Das jetzt vom Senat gebilligte Gesetz im Rahmen des H.R.4775 (2002 Supplemental Appropriations Act for Further Recovery From and Response To Terrorist Attacks on the United States) würde den US-Präsidenten ermächtigen, alle Maßnahmen bis hin zur militärischen Invasion für den Fall zu ergreifen, dass einem US-Bürger oder einem Angehörigen eines alliierten Staates wegen Kriegsverbrechen oder Verbrechen gegen die Menschlichkeit der Prozess vor dem ICC in Den Haag gemacht werden sollte. Die Sprache wurde zwar gegenüber vorherigen Versionen gemäßigt, aber das Spektrum möglicher Aktionen schließt Gewalt nicht aus: "The President is authorized to use all means necessary and appropriate to bring about the release of any person described in subsection (b) who is being detained or imprisoned by, on behalf of, or at the request of the International Criminal Court."

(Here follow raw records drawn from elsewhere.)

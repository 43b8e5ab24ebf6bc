//! Test-data seeder.

use miette::Diagnostic;
use thiserror::Error;
use tracing::{info, instrument};

use super::fixtures::FixtureSet;
use super::report::SeedReport;
use crate::store::{DataStoreClient, StoreError};

/// Error raised while writing fixtures. Earlier copy results are kept.
#[derive(Error, Diagnostic, Debug)]
#[error("Failed to seed '{collection}': {source}")]
#[diagnostic(
    code(detail_ops::sync::seed_failed),
    help("Copied collections were left in place; re-running the sync is safe.")
)]
pub struct SeedError {
    pub collection: String,
    #[source]
    pub source: StoreError,
}

/// Writes a [`FixtureSet`] into the target environment.
#[derive(Debug, Clone)]
pub struct Seeder {
    fixtures: FixtureSet,
}

impl Default for Seeder {
    fn default() -> Self {
        Self::new(FixtureSet::standard())
    }
}

impl Seeder {
    pub fn new(fixtures: FixtureSet) -> Self {
        Self { fixtures }
    }

    pub fn fixtures(&self) -> &FixtureSet {
        &self.fixtures
    }

    /// Upsert every fixture by its stable key.
    ///
    /// Safe to re-run: existing fixtures are overwritten, never duplicated.
    #[instrument(skip_all, fields(target = target.environment(), version = self.fixtures.version))]
    pub async fn seed<T: DataStoreClient>(&self, target: &T) -> Result<SeedReport, SeedError> {
        let mut report = SeedReport {
            fixture_version: self.fixtures.version,
            ..SeedReport::default()
        };

        for (collection, batch) in &self.fixtures.collections {
            let written = target
                .upsert(collection, batch)
                .await
                .map_err(|source| SeedError {
                    collection: collection.clone(),
                    source,
                })?;
            info!(collection = %collection, records = written, "Seeded fixtures");
            report.record(collection, written);
        }

        Ok(report)
    }
}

Der ASPA verbietet überdies kategorisch die Zusammenarbeit der USA mit dem ICC und soll auch eine Beteiligung der USA an friedenssichernden Einsätzen der UN so lange verhindern, bis die amerikanischen Soldaten von der Strafverfolgung durch den ICC ausgenommen worden sind. In früheren Fassungen war vorgesehen, keine militärische Hilfe an die Staaten zu leisten, die den ICC-Vertrag ratifiziert haben und nicht der Nato angehören oder wichtige Verbündete wie Ägypten, Israel oder Taiwan sind. Dieser Passus wurde dann auf Druck der Regierung abgeändert, so dass nun der Präsident die Entscheidung über weitere Ausnahmen treffen kann.

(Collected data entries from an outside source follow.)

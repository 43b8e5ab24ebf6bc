//! Secret values and where they come from.

use std::env;
use std::fmt;

#[cfg(test)]
use mockall::automock;

/// A credential that never shows up in `Debug` output or logs.
#[derive(Clone, PartialEq, Eq)]
pub struct Secret(String);

impl Secret {
    pub fn new(value: impl Into<String>) -> Self {
        Self(value.into())
    }

    /// Access the raw value. Only call this where the value leaves the process.
    pub fn expose(&self) -> &str {
        &self.0
    }

    pub fn is_blank(&self) -> bool {
        self.0.trim().is_empty()
    }
}

impl fmt::Debug for Secret {
    fn fmt(&self, f: &mut fmt::Formatter<'_>) -> fmt::Result {
        f.write_str("Secret(***)")
    }
}

/// Source of credentials. Can be mocked in tests.
#[cfg_attr(test, automock)]
pub trait SecretSource {
    /// Look up the value stored under `variable`, if any.
    fn lookup(&self, variable: &str) -> Option<String>;
}

/// Reads credentials from the process environment.
#[derive(Debug, Clone, Copy, Default)]
pub struct ProcessEnv;

impl SecretSource for ProcessEnv {
    fn lookup(&self, variable: &str) -> Option<String> {
        env::var(variable).ok()
    }
}

#[cfg(test)]
mod tests {
    use super::*;

    #[test]
    fn debug_output_is_redacted() {
        let secret = Secret::new("service-role-key");
        assert_eq!(format!("{:?}", secret), "Secret(***)");
        assert_eq!(secret.expose(), "service-role-key");
    }

    #[test]
    fn whitespace_only_secret_is_blank() {
        assert!(Secret::new("   ").is_blank());
        assert!(Secret::new("").is_blank());
        assert!(!Secret::new("k").is_blank());
    }
}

Gleichzeitig soll das Gesetz aber die eigenen Interessen bei der Verfolgung von Kriegsverbrechen und die Zusammenarbeit mit anderen Staaten oder Organisationen zu diesem Zweck nicht behindern:
"Nichts in diesem Gesetz soll es den USA verbieten, internationale Bemühungen zu unterstützen, Saddam Hussein, Slobodan Milosevic, Usama bin Ladin, andere Mitglieder von al-Qaida, Führer des Islamischen Dschihad und andere Staatsangehörige anderer Länder, die des Völkermords, der Kriegsverbrechen oder der Verbrechen gegen die Menschlichkeit beschuldigt werden, der Gerechtigkeit zuzuführen."

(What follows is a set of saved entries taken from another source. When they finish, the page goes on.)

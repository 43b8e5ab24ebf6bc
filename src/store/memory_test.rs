//! Tests for the in-memory store and the record model it relies on.

use crate::store::{DataStoreClient, Filter, MemoryStore, Operation, Record, RecordBatch};
use serde_json::json;

fn batch(rows: Vec<serde_json::Value>) -> RecordBatch {
    RecordBatch::new(rows.into_iter().filter_map(Record::from_value).collect())
}

#[test]
fn record_key_accepts_string_and_numeric_ids() {
    let text = Record::from_value(json!({"id": "abc"})).unwrap();
    let number = Record::from_value(json!({"id": 42})).unwrap();
    let empty = Record::from_value(json!({"id": ""})).unwrap();
    let missing = Record::from_value(json!({"name": "x"})).unwrap();

    assert_eq!(text.key().as_deref(), Some("abc"));
    assert_eq!(number.key().as_deref(), Some("42"));
    assert_eq!(empty.key(), None);
    assert_eq!(missing.key(), None);
}

#[test]
fn non_objects_are_not_records() {
    assert!(Record::from_value(json!([1, 2])).is_none());
    assert!(Record::from_value(json!("id")).is_none());
}

#[test]
fn filter_query_value_strips_string_quotes() {
    assert_eq!(Filter::eq("is_active", true).query_value(), "true");
    assert_eq!(Filter::eq("shop_id", "s-1").query_value(), "s-1");
}

#[tokio::test]
async fn upsert_overwrites_by_key() {
    let store = MemoryStore::new("Development");

    store
        .upsert("shops", &batch(vec![json!({"id": "s-1", "name": "Old"})]))
        .await
        .unwrap();
    store
        .upsert("shops", &batch(vec![json!({"id": "s-1", "name": "New"})]))
        .await
        .unwrap();

    let records = store.records("shops");
    assert_eq!(records.len(), 1);
    assert_eq!(records[0].get("name"), Some(&json!("New")));
    assert_eq!(store.calls(), 2);
}

#[tokio::test]
async fn query_by_shop_applies_shop_and_filters() {
    let store = MemoryStore::new("Production");
    store.insert(
        "services",
        vec![
            json!({"id": "1", "shop_id": "a", "is_active": true}),
            json!({"id": "2", "shop_id": "a", "is_active": false}),
            json!({"id": "3", "shop_id": "b", "is_active": true}),
        ],
    );

    let all = store.query_by_shop("services", "a", &[]).await.unwrap();
    assert_eq!(all.len(), 2);

    let active = store
        .query_by_shop("services", "a", &[Filter::eq("is_active", true)])
        .await
        .unwrap();
    assert_eq!(active.len(), 1);
    assert_eq!(active.iter().next().unwrap().key().as_deref(), Some("1"));
}

#[tokio::test]
async fn injected_failures_surface_as_store_errors() {
    let store = MemoryStore::new("Production");
    store.fail_on(Operation::Fetch, "services");

    assert!(store.fetch_all("shops").await.is_ok());
    assert!(store.fetch_all("services").await.is_err());
}

#[tokio::test]
async fn upsert_budget_fails_later_calls() {
    let store = MemoryStore::new("Development");
    store.fail_upserts_after(1);
    let rows = batch(vec![json!({"id": "x"})]);

    assert!(store.upsert("a", &rows).await.is_ok());
    assert!(store.upsert("b", &rows).await.is_err());
    assert_eq!(store.count("b"), 0);
}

Gefragt sind jetzt die Alliierten im Kampf gegen den internationalen Terrorismus von ihrer uneingeschränkten Solidarität abzurücken und solchen, von der US-Regierung unterstützten Bestrebungen eine klare Absage zu erteilen, die jeden Schritt in eine rechtlich verbindliche globale Gerechtigkeit unterminieren könnten und den Weltfrieden nachhaltig beeinträchtigen würden.